‘Pushing Daisies’ goes to the circus
- October
- 9
It’s been one year, 22 weeks and 4 days since the Piemaker brought a girl named Chuck back to life.
OK, so the fabulous folks who put out “Pushing Daisies” aren’t math whizzes. (The show actually debuted one year and five days ago.)
But why get technical? Everything else the show’s creative forces touch is pure perfection.
Take last night’s episode, which sent Ned, Emerson and Chuck to a circus. Yes, a real, live circus. As if life in Coeur d’Coeurs wasn’t freaky enough.
The mystery of the week for our investigative trio? Find a missing teen-age girl, who, quite literally, has run away to join the circus. Of course, murder victims, who Ned must resurrect briefly to help solve the case, pile up along the way.
What follows is hilariously clever jokes about circus staples like mimes (Emerson: “The mimes just pulled up, and they ain’t talkin’.”), clowns (dead ones keep coming out of a car that plunged into a river) and the human cannonball (who is used as an almost-deadly weapon).
In other hands, this material could have been painful to watch. But the quality of the show’s writing—along with the nimble acting by Lee Pace, Anna Friel and Chi McBride—made it seem fresh.

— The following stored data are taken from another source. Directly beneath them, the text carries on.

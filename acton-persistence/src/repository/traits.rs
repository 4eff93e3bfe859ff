//! Repository trait definition
//!
//! [`Repository`] is the entity-level seam application services depend on.
//! It uses RPITIT (Return Position Impl Trait In Traits) so implementations
//! are written with plain `async fn`. [`EntityRepository`](super::EntityRepository)
//! implements it for every [`Entity`] over any [`Session`](crate::session::Session).
//!
//! # Example
//!
//! ```rust,ignore
//! use acton_persistence::repository::{Repository, RepositoryResult};
//!
//! async fn rename<R: Repository<User>>(repo: &R, id: &String, name: &str) -> RepositoryResult<Option<User>> {
//!     let Some(mut user) = repo.find_by_id(id).await? else {
//!         return Ok(None);
//!     };
//!     user.name = name.to_string();
//!     repo.update(user).await.map(Some)
//! }
//! ```

use std::future::Future;

use super::error::RepositoryError;
use crate::entity::Entity;

/// Result type for repository operations
pub type RepositoryResult<T> = std::result::Result<T, RepositoryError>;

/// CRUD operations over one entity type
pub trait Repository<E: Entity>: Send + Sync {
    /// Find an entity by its identifier; `Ok(None)` when absent
    fn find_by_id(&self, id: &E::Id) -> impl Future<Output = RepositoryResult<Option<E>>> + Send;

    /// Every entity (unbounded)
    fn find_all(&self) -> impl Future<Output = RepositoryResult<Vec<E>>> + Send;

    /// Number of entities
    fn count(&self) -> impl Future<Output = RepositoryResult<u64>> + Send;

    /// Whether an entity with this identifier exists
    fn exists(&self, id: &E::Id) -> impl Future<Output = RepositoryResult<bool>> + Send;

    /// Persist a new entity and return it with identifier and version assigned
    fn create(&self, entity: E) -> impl Future<Output = RepositoryResult<E>> + Send;

    /// Merge an entity and return the persisted state
    fn update(&self, entity: E) -> impl Future<Output = RepositoryResult<E>> + Send;

    /// Delete by identifier; `Ok(false)` when nothing matched
    fn delete_by_id(&self, id: &E::Id) -> impl Future<Output = RepositoryResult<bool>> + Send;
}

#[cfg(test)]
mod tests {
    use super::*;
    use crate::entity::{HasIdentity, HasVersion, Mapped, Persistent, Row};

    #[derive(Debug, Clone)]
    struct Note {
        persistent: Persistent<i64>,
    }

    impl HasIdentity for Note {
        type Id = i64;
        fn id(&self) -> Option<&i64> {
            self.persistent.id()
        }
        fn set_id(&mut self, id: i64) {
            self.persistent.set_id(id);
        }
    }

    impl HasVersion for Note {
        fn version(&self) -> Option<i32> {
            self.persistent.version()
        }
        fn set_version(&mut self, version: i32) {
            self.persistent.set_version(version);
        }
        fn is_persisted(&self) -> bool {
            self.persistent.is_persisted()
        }
        fn set_persisted(&mut self, persisted: bool) {
            self.persistent.set_persisted(persisted);
        }
    }

    impl Mapped for Note {
        fn to_row(&self) -> Row {
            Row::new()
        }
    }

    // Verifies the trait can be implemented with plain async fns
    struct MockRepository;

    impl Repository<Note> for MockRepository {
        async fn find_by_id(&self, _id: &i64) -> RepositoryResult<Option<Note>> {
            Ok(None)
        }

        async fn find_all(&self) -> RepositoryResult<Vec<Note>> {
            Ok(vec![])
        }

        async fn count(&self) -> RepositoryResult<u64> {
            Ok(0)
        }

        async fn exists(&self, _id: &i64) -> RepositoryResult<bool> {
            Ok(false)
        }

        async fn create(&self, mut entity: Note) -> RepositoryResult<Note> {
            entity.set_id(1);
            entity.set_version(0);
            Ok(entity)
        }

        async fn update(&self, entity: Note) -> RepositoryResult<Note> {
            Ok(entity)
        }

        async fn delete_by_id(&self, _id: &i64) -> RepositoryResult<bool> {
            Ok(false)
        }
    }

    #[tokio::test]
    async fn test_mock_repository() {
        let repo = MockRepository;
        let created = repo
            .create(Note {
                persistent: Persistent::new(),
            })
            .await
            .expect("create");
        assert_eq!(created.id(), Some(&1));
        assert_eq!(created.version(), Some(0));
        assert!(repo.find_by_id(&1).await.expect("find").is_none());
        assert!(!repo.delete_by_id(&1).await.expect("delete"));
    }
}
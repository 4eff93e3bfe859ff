//! Tracing subscriber setup

use tracing_subscriber::EnvFilter;

use crate::{
    config::Config,
    error::{Error, Result},
};

/// Install a global tracing subscriber from the logging configuration
///
/// Invalid filter directives fall back to `info`. Fails if a global
/// subscriber is already installed.
pub fn init_tracing(config: &Config) -> Result<()> {
    let filter =
        EnvFilter::try_new(&config.logging.level).unwrap_or_else(|_| EnvFilter::new("info"));

    let installed = if config.logging.json {
        tracing_subscriber::fmt()
            .json()
            .with_env_filter(filter)
            .try_init()
    } else {
        tracing_subscriber::fmt().with_env_filter(filter).try_init()
    };
    installed.map_err(|e| Error::Internal(format!("Failed to install tracing subscriber: {}", e)))?;

    tracing::info!(level = %config.logging.level, "Tracing initialized");

    Ok(())
}

/// Shutdown tracing and flush spans
pub fn shutdown_tracing() {
    tracing::info!("Tracing shutdown complete");
}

Not to mention that the “Daisies” crew just seems to be having so much gosh-darn fun! Who didn’t giggle along with the main characters when they made fun of a witness’ name, Bryce von Deenis? (Insert your own lewd limerick here.)
So who ended up being the clown killer? Why, the French acrobat, who was upset that the clowns wanted to unionize. Their Norma Rae move would have put the circus out of business!
Oh, and our fun threesome found the missing girl, too. Plus, they got to show off some secret skills: Chuck speaks fluent French! Ned can throw a mean baseball!
A roundabout plot? Sure. A flimsy motive for murder? Absolutely.
And as for the whole story about Lily really being Chuck’s mother? Forget that one, I’m still a little fuzzy on how Lily and Vivian are Chuck’s “aunts” if neither are related to her. (Vivian was Chuck’s father’s fiancee; her sister, Lily, had an affair with Charles Charles behind her back.) Perhaps it’s just one of those terms of endearment, but what does it matter?
Because once again, “Pushing Daisies” possesses the uncanny ability to make the viewer forget about all those silly little details.
You’re just happy to be along for the ride.